There was also a growing awareness that projects such as RFID implementations and co-
managed inventory would not deliver the returns they promised if all they did was move bad data around more quickly, said Alex Schumacher of b2b e-commerce specialist GXS, which commissioned the research. “There is a growing recognition that RFID, CMI and CPFR must be underpinned by high-quality, accurate, standardised product data. People recognise that bad data is holding them back.”
Recent research by UK data cleansing experts Udex showed that one in four suppliers failed data quality checks due to problems such as incorrect case or product dimensions, only discovered when products didn’t fit in the shelf space, or pallets were refused at depots, said Schumacher.

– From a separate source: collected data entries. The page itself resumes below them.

//! Minimum vertical seam search.
//!
//! An energy grid is turned into a graph with one node per pixel plus a
//! source above the first row and a sink below the last. Each pixel links to
//! the three pixels diagonally/directly below it, weighted by the absolute
//! energy difference. The cheapest source-to-sink path, found with Dijkstra
//! over an indexed heap, crosses every row exactly once: that is the seam.
//!
//! ```
//! use min_seam_lib::{find_minimum_seam, EnergyGrid};
//!
//! let grid = EnergyGrid::from_rows(&[[1u8, 2, 3], [4, 5, 6], [7, 8, 9]])?;
//! let seam = find_minimum_seam(&grid)?;
//! assert_eq!(seam.columns(), &[2, 1, 0]);
//! assert_eq!(seam.cost(), 4);
//! # Ok::<(), min_seam_lib::SeamError>(())
//! ```

pub mod dp;
pub mod error;
pub mod graph;
pub mod grid;
pub mod queue;
pub mod seam;
pub mod solver;
pub mod text;

pub use error::{Result, SeamError};
pub use graph::{AdjacencyList, BoundaryEdges, Edge, SeamGraph, WeightedGraph};
pub use grid::EnergyGrid;
pub use queue::IndexedMinQueue;
pub use seam::{
    find_minimum_seam, find_minimum_seam_with, seam_cost, seam_from_path, Seam, SeamOptions,
};
pub use solver::{shortest_path, Distance, ShortestPath};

His comments came as Cadbury Schweppes became the latest supplier to publish its product information in the Transora data pool. This will allow all of its retail customers to access its data in a consistent format. Currently, suppliers introducing a new product or making changes to an existing one have to communicate this to each retail customer separately in different formats - a lengthy, error-laden process.
Data management specialist Sterling Commerce said that if the vision of global data synchronisation were realised, products would all be described according to a global standard and suppliers would only have to publish data once, in one of the network of data pools.